Comment parler à un alien? Encore faut-il qu’il veuille nous parler!

Comment parler à un alien? Encore faut-il qu’il veuille nous parler!

 

Par Alina Orza

 

« Sommes-nous seuls dans l’univers? »

 

Cette question préoccupe l’humanité depuis toujours (oui, oui, on a ici un cas rare de sujet amené très sérieux malgré son immense généralité!) Même si la question dépasse la littérature de science-fiction, c’est grâce à ce genre que certaines des réponses les plus exigeantes ont été formulées, en particulier depuis l’Âge d’or du genre, qui en a fait un de ses principaux enjeux. En effet, depuis les années 1930-1940, d’innombrables œuvres ont porté sur l’existence de vies extraterrestres et des interactions que les aliens pourraient entretenir avec la race humaine. Pourtant, bien que plusieurs scénarios ont été proposés pour raconter les premiers contacts interespèces, peu d’auteurs (donc de lecteurs?) semblent s’être penchés sur la manière dont les humains communiqueraient avec les aliens. Étant donné la diversité et l’abondance des langues terrestres, quelles seraient les chances que des visiteurs extraterrestres puissent parler une langue qu’il nous serait possible de décoder? J’ai souvent remarqué, en lisant ou regardant des œuvres de SF, que ce problème est réglé « artificiellement », grâce à une technologie suffisamment avancée pour éluder la mécompréhension, lorsque ce n’est pas la race extraterrestre qui réussit, sans aide, à décoder le langage humain avec facilité, tant il est « simpliste » par rapport au sien. Toutefois, une branche particulière de la science-fiction a fait de la barrière linguistique son thème de prédilection, et ces œuvres explorent les possibilités qui en découlent avec finesse.

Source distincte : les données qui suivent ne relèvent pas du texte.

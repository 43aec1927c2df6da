use anyhow::Context as _;
use serde::{Deserialize, Serialize};

pub const DEFAULT_FEED_URL: &str = "https://api.open-meteo.com";

/// The destinations the site offers weather for, keyed by name.
const DESTINATIONS: &[(&str, f64, f64)] = &[
    ("colombo", 6.9271, 79.8612),
    ("kandy", 7.2906, 80.6337),
    ("galle", 6.0535, 80.2210),
    ("mirissa", 5.9485, 80.4718),
    ("ella", 6.8667, 81.0466),
    ("sigiriya", 7.9570, 80.7603),
    ("nuwara eliya", 6.9497, 80.7891),
];

#[derive(Debug, Clone, Copy, Serialize, PartialEq, Eq)]
#[serde(rename_all = "snake_case")]
pub enum Condition {
    Sunny,
    Cloudy,
    Foggy,
    Rainy,
    Snowy,
    Stormy,
}

/// WMO weather codes collapsed into the site's six conditions. Bands are
/// inclusive; anything unmapped reads as cloudy.
pub fn condition_for_code(code: i64) -> Condition {
    match code {
        0..=1 => Condition::Sunny,
        2..=3 => Condition::Cloudy,
        45..=48 => Condition::Foggy,
        51..=67 => Condition::Rainy,
        71..=77 => Condition::Snowy,
        80..=82 => Condition::Rainy,
        85..=86 => Condition::Snowy,
        95..=99 => Condition::Stormy,
        _ => Condition::Cloudy,
    }
}

#[derive(Debug, Clone, Serialize, PartialEq)]
pub struct WeatherReport {
    pub destination: String,
    pub latitude: f64,
    pub longitude: f64,
    pub condition: Condition,
    pub temperature_c: Option<f64>,
    pub source: &'static str,
}

fn lookup(destination: &str) -> Option<(&'static str, f64, f64)> {
    let wanted = destination.trim().to_ascii_lowercase();
    DESTINATIONS
        .iter()
        .find(|(name, _, _)| *name == wanted)
        .copied()
}

fn fallback_report(name: &'static str, latitude: f64, longitude: f64) -> WeatherReport {
    // The hill country reads cloudy when the feed is down, the coast sunny.
    let condition = match name {
        "ella" | "nuwara eliya" | "kandy" => Condition::Cloudy,
        _ => Condition::Sunny,
    };
    WeatherReport {
        destination: name.to_string(),
        latitude,
        longitude,
        condition,
        temperature_c: None,
        source: "fallback",
    }
}

#[derive(Debug, Deserialize)]
struct Forecast {
    current_weather: CurrentWeather,
}

#[derive(Debug, Deserialize)]
struct CurrentWeather {
    temperature: f64,
    weathercode: i64,
}

async fn fetch_live(
    client: &reqwest::Client,
    base_url: &str,
    name: &'static str,
    latitude: f64,
    longitude: f64,
) -> anyhow::Result<WeatherReport> {
    let url = format!(
        "{}/v1/forecast?latitude={latitude}&longitude={longitude}&current_weather=true",
        base_url.trim_end_matches('/')
    );

    let response = client
        .get(&url)
        .send()
        .await
        .with_context(|| format!("GET {url}"))?;

    let status = response.status();
    if !status.is_success() {
        anyhow::bail!("weather feed returned {status}");
    }

    let forecast: Forecast = response.json().await.context("parse weather feed")?;
    Ok(WeatherReport {
        destination: name.to_string(),
        latitude,
        longitude,
        condition: condition_for_code(forecast.current_weather.weathercode),
        temperature_c: Some(forecast.current_weather.temperature),
        source: "live",
    })
}

/// Looks up the destination's coordinates and fetches the current weather.
/// Returns None for destinations the site does not cover; feed failures fall
/// back to the static per-destination table.
pub async fn report(
    client: &reqwest::Client,
    base_url: &str,
    destination: &str,
) -> Option<WeatherReport> {
    let (name, latitude, longitude) = lookup(destination)?;

    match fetch_live(client, base_url, name, latitude, longitude).await {
        Ok(report) => Some(report),
        Err(err) => {
            tracing::warn!(
                destination = name,
                error = %format!("{err:#}"),
                "weather feed failed, serving fallback"
            );
            Some(fallback_report(name, latitude, longitude))
        }
    }
}
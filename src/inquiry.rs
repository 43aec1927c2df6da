use chrono::Utc;
use serde::{Deserialize, Serialize};
use sqlx::SqlitePool;
use sqlx::FromRow;

use crate::db::{StoreError, decode_json_column};

pub const DEFAULT_VEHICLE_TYPE: &str = "Sedan";
pub const DEFAULT_PASSENGERS: i64 = 2;
pub const VEHICLE_COUNT: i64 = 1;

/// Initial status of every persisted inquiry. There is no transition
/// endpoint; anything beyond "pending" happens out of band.
pub const STATUS_PENDING: &str = "pending";

#[derive(Debug, Clone, Serialize, PartialEq)]
pub struct Inquiry {
    pub id: String,
    pub email: String,
    pub destinations: Vec<String>,
    pub vehicle_type: String,
    pub vehicle_count: i64,
    pub passengers: i64,
    pub contact: String,
    pub addons: Vec<String>,
    pub status: String,
    pub created_at: String,
}

/// Lead-generation form payload. Only the email is mandatory; everything
/// else has a documented default.
#[derive(Debug, Clone, Deserialize, Default)]
pub struct NewInquiry {
    pub email: Option<String>,
    #[serde(default)]
    pub destinations: Vec<String>,
    pub vehicle_type: Option<String>,
    pub passengers: Option<i64>,
    #[serde(default)]
    pub contact: String,
    #[serde(default)]
    pub addons: Vec<String>,
}

pub async fn create(
    pool: &SqlitePool,
    email: String,
    input: NewInquiry,
) -> Result<Inquiry, StoreError> {
    let inquiry = Inquiry {
        id: format!("inq-{}", uuid::Uuid::new_v4()),
        email,
        destinations: input.destinations,
        vehicle_type: input
            .vehicle_type
            .filter(|v| !v.trim().is_empty())
            .unwrap_or_else(|| DEFAULT_VEHICLE_TYPE.to_string()),
        vehicle_count: VEHICLE_COUNT,
        passengers: input.passengers.unwrap_or(DEFAULT_PASSENGERS),
        contact: input.contact,
        addons: input.addons,
        status: STATUS_PENDING.to_string(),
        created_at: Utc::now().to_rfc3339(),
    };

    sqlx::query(
        "INSERT INTO inquiries (id, email, destinations, vehicle_type, vehicle_count, passengers, contact, addons, status, created_at)
         VALUES (?, ?, ?, ?, ?, ?, ?, ?, ?, ?)",
    )
    .bind(&inquiry.id)
    .bind(&inquiry.email)
    .bind(serde_json::to_string(&inquiry.destinations).unwrap_or_else(|_| "[]".to_string()))
    .bind(&inquiry.vehicle_type)
    .bind(inquiry.vehicle_count)
    .bind(inquiry.passengers)
    .bind(&inquiry.contact)
    .bind(serde_json::to_string(&inquiry.addons).unwrap_or_else(|_| "[]".to_string()))
    .bind(&inquiry.status)
    .bind(&inquiry.created_at)
    .execute(pool)
    .await?;

    Ok(inquiry)
}

#[derive(Debug, FromRow)]
struct InquiryRow {
    id: String,
    email: String,
    destinations: String,
    vehicle_type: String,
    vehicle_count: i64,
    passengers: i64,
    contact: String,
    addons: String,
    status: String,
    created_at: String,
}

pub async fn list(pool: &SqlitePool) -> Result<Vec<Inquiry>, StoreError> {
    let rows = sqlx::query_as::<_, InquiryRow>(
        "SELECT id, email, destinations, vehicle_type, vehicle_count, passengers, contact, addons, status, created_at
         FROM inquiries ORDER BY created_at DESC",
    )
    .fetch_all(pool)
    .await?;

    rows.into_iter()
        .map(|row| {
            let destinations = decode_json_column(&row.id, "destinations", &row.destinations)?;
            let addons = decode_json_column(&row.id, "addons", &row.addons)?;
            Ok(Inquiry {
                id: row.id,
                email: row.email,
                destinations,
                vehicle_type: row.vehicle_type,
                vehicle_count: row.vehicle_count,
                passengers: row.passengers,
                contact: row.contact,
                addons,
                status: row.status,
                created_at: row.created_at,
            })
        })
        .collect()
}
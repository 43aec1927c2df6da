use serde::{Serialize, Serializer, ser::SerializeStruct as _};
use sqlx::SqlitePool;
use sqlx::FromRow;

use crate::content::{Destination, FaqCategory, FaqItem, PostMeta, Snapshot, Tour, Vehicle};
use crate::db::decode_json_column;

/// Outcome of layering an override read over a static default. Callers can
/// tell degraded mode from a live read; page composers serve either one.
#[derive(Debug, Clone, PartialEq)]
pub enum Resolved<T> {
    Live(T),
    Fallback { value: T, reason: String },
}

impl<T> Resolved<T> {
    pub fn value(&self) -> &T {
        match self {
            Resolved::Live(value) => value,
            Resolved::Fallback { value, .. } => value,
        }
    }

    pub fn into_value(self) -> T {
        match self {
            Resolved::Live(value) => value,
            Resolved::Fallback { value, .. } => value,
        }
    }

    pub fn is_live(&self) -> bool {
        matches!(self, Resolved::Live(_))
    }

    pub fn source(&self) -> &'static str {
        match self {
            Resolved::Live(_) => "live",
            Resolved::Fallback { .. } => "static",
        }
    }
}

impl<T: Serialize> Serialize for Resolved<T> {
    fn serialize<S: Serializer>(&self, serializer: S) -> Result<S::Ok, S::Error> {
        let mut out = serializer.serialize_struct("Resolved", 2)?;
        out.serialize_field("source", self.source())?;
        out.serialize_field("data", self.value())?;
        out.end()
    }
}

fn fallback<T>(domain: &str, value: T, reason: impl Into<String>) -> Resolved<T> {
    let reason = reason.into();
    tracing::warn!(domain, reason = %reason, "serving static default");
    Resolved::Fallback { value, reason }
}

/// A destination as pages see it: category ids swapped for display names.
/// Ids with no entry in the lookup pass through unresolved.
#[derive(Debug, Clone, Serialize, PartialEq)]
pub struct DestinationView {
    pub id: String,
    pub slug: String,
    pub name: String,
    pub description: String,
    pub image: String,
    pub categories: Vec<String>,
    pub latitude: f64,
    pub longitude: f64,
}

fn destination_view(dest: Destination, snapshot: &Snapshot) -> DestinationView {
    let categories = dest
        .categories
        .iter()
        .map(|id| snapshot.category_name(id).to_string())
        .collect();
    DestinationView {
        id: dest.id,
        slug: dest.slug,
        name: dest.name,
        description: dest.description,
        image: dest.image,
        categories,
        latitude: dest.latitude,
        longitude: dest.longitude,
    }
}

#[derive(Debug, FromRow)]
struct FleetRow {
    id: String,
    name: String,
    vehicle_type: String,
    passengers: i64,
    price_per_day: f64,
    image: String,
}

pub async fn fleet(pool: &SqlitePool, snapshot: &Snapshot) -> Resolved<Vec<Vehicle>> {
    let default = snapshot.document.fleet.clone();

    let rows = match sqlx::query_as::<_, FleetRow>(
        "SELECT id, name, vehicle_type, passengers, price_per_day, image FROM fleet",
    )
    .fetch_all(pool)
    .await
    {
        Ok(rows) => rows,
        Err(err) => return fallback("fleet", default, err.to_string()),
    };

    if rows.is_empty() {
        return fallback("fleet", default, "no override rows");
    }

    Resolved::Live(
        rows.into_iter()
            .map(|r| Vehicle {
                id: r.id,
                name: r.name,
                vehicle_type: r.vehicle_type,
                passengers: r.passengers,
                price_per_day: r.price_per_day,
                image: r.image,
            })
            .collect(),
    )
}

#[derive(Debug, FromRow)]
struct DestinationRow {
    id: String,
    slug: String,
    name: String,
    description: String,
    image: String,
    categories: String,
    latitude: f64,
    longitude: f64,
}

pub async fn destinations(pool: &SqlitePool, snapshot: &Snapshot) -> Resolved<Vec<DestinationView>> {
    let default = || {
        snapshot
            .document
            .destinations
            .iter()
            .cloned()
            .map(|d| destination_view(d, snapshot))
            .collect::<Vec<_>>()
    };

    let rows = match sqlx::query_as::<_, DestinationRow>(
        "SELECT id, slug, name, description, image, categories, latitude, longitude FROM destinations",
    )
    .fetch_all(pool)
    .await
    {
        Ok(rows) => rows,
        Err(err) => return fallback("destinations", default(), err.to_string()),
    };

    if rows.is_empty() {
        return fallback("destinations", default(), "no override rows");
    }

    let mut out = Vec::with_capacity(rows.len());
    for row in rows {
        let categories: Vec<String> = match decode_json_column(&row.id, "categories", &row.categories)
        {
            Ok(categories) => categories,
            Err(err) => return fallback("destinations", default(), err.to_string()),
        };
        out.push(destination_view(
            Destination {
                id: row.id,
                slug: row.slug,
                name: row.name,
                description: row.description,
                image: row.image,
                categories,
                latitude: row.latitude,
                longitude: row.longitude,
            },
            snapshot,
        ));
    }

    Resolved::Live(out)
}

#[derive(Debug, FromRow)]
struct TourRow {
    id: String,
    slug: String,
    title: String,
    duration_days: i64,
    price: f64,
    rating: f64,
    highlights: String,
    itinerary: String,
}

pub async fn tours(pool: &SqlitePool, snapshot: &Snapshot) -> Resolved<Vec<Tour>> {
    let default = snapshot.document.tours.clone();

    let rows = match sqlx::query_as::<_, TourRow>(
        "SELECT id, slug, title, duration_days, price, rating, highlights, itinerary FROM tours",
    )
    .fetch_all(pool)
    .await
    {
        Ok(rows) => rows,
        Err(err) => return fallback("tours", default, err.to_string()),
    };

    if rows.is_empty() {
        return fallback("tours", default, "no override rows");
    }

    let mut out = Vec::with_capacity(rows.len());
    for row in rows {
        let highlights = match decode_json_column(&row.id, "highlights", &row.highlights) {
            Ok(v) => v,
            Err(err) => return fallback("tours", default, err.to_string()),
        };
        let itinerary = match decode_json_column(&row.id, "itinerary", &row.itinerary) {
            Ok(v) => v,
            Err(err) => return fallback("tours", default, err.to_string()),
        };
        out.push(Tour {
            id: row.id,
            slug: row.slug,
            title: row.title,
            duration_days: row.duration_days.max(0) as u32,
            price: row.price,
            rating: row.rating,
            highlights,
            itinerary,
        });
    }

    Resolved::Live(out)
}

#[derive(Debug, FromRow)]
struct FaqRow {
    category: String,
    items: String,
}

pub async fn faq(pool: &SqlitePool, snapshot: &Snapshot) -> Resolved<Vec<FaqCategory>> {
    let default = snapshot.document.faq.clone();

    let rows = match sqlx::query_as::<_, FaqRow>("SELECT category, items FROM faq")
        .fetch_all(pool)
        .await
    {
        Ok(rows) => rows,
        Err(err) => return fallback("faq", default, err.to_string()),
    };

    if rows.is_empty() {
        return fallback("faq", default, "no override rows");
    }

    let mut out = Vec::with_capacity(rows.len());
    for row in rows {
        let items: Vec<FaqItem> = match decode_json_column(&row.category, "items", &row.items) {
            Ok(items) => items,
            Err(err) => return fallback("faq", default, err.to_string()),
        };
        out.push(FaqCategory {
            category: row.category,
            items,
        });
    }

    Resolved::Live(out)
}

#[derive(Debug, FromRow)]
struct PostRow {
    slug: String,
    title: String,
    excerpt: String,
    date: String,
    category: String,
}

pub async fn posts(pool: &SqlitePool, snapshot: &Snapshot) -> Resolved<Vec<PostMeta>> {
    let default = snapshot.document.posts.clone();

    let rows = match sqlx::query_as::<_, PostRow>(
        "SELECT slug, title, excerpt, date, category FROM posts",
    )
    .fetch_all(pool)
    .await
    {
        Ok(rows) => rows,
        Err(err) => return fallback("posts", default, err.to_string()),
    };

    if rows.is_empty() {
        return fallback("posts", default, "no override rows");
    }

    Resolved::Live(
        rows.into_iter()
            .map(|r| PostMeta {
                slug: r.slug,
                title: r.title,
                excerpt: r.excerpt,
                date: r.date,
                category: r.category,
            })
            .collect(),
    )
}

pub const MAIN_CONFIG_KEY: &str = "main_config";

/// Site configuration is a key-value override store; one section key is read
/// by the public site today.
pub async fn site_config(pool: &SqlitePool, snapshot: &Snapshot) -> Resolved<serde_json::Value> {
    let default = snapshot.document.site.clone();

    let row: Option<(String,)> =
        match sqlx::query_as("SELECT value FROM site_config WHERE section_key = ?")
            .bind(MAIN_CONFIG_KEY)
            .fetch_optional(pool)
            .await
        {
            Ok(row) => row,
            Err(err) => return fallback("site_config", default, err.to_string()),
        };

    let Some((raw,)) = row else {
        return fallback("site_config", default, "no override row");
    };

    match decode_json_column(MAIN_CONFIG_KEY, "value", &raw) {
        Ok(value) => Resolved::Live(value),
        Err(err) => fallback("site_config", default, err.to_string()),
    }
}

Les théoriques linguistiques y servent de bases scientifiques pour proposer des fictions anticipatives centrées sur la communication, sur la langue et ses usages. Il s’agit de la « linguistique-fiction », comme l’identifie le linguiste Frédéric Landragin dans sa collection d’essais Comment parler à un alien? Langage et linguistique dans la science-fiction, parue chez Le Bélial’ en octobre 2018.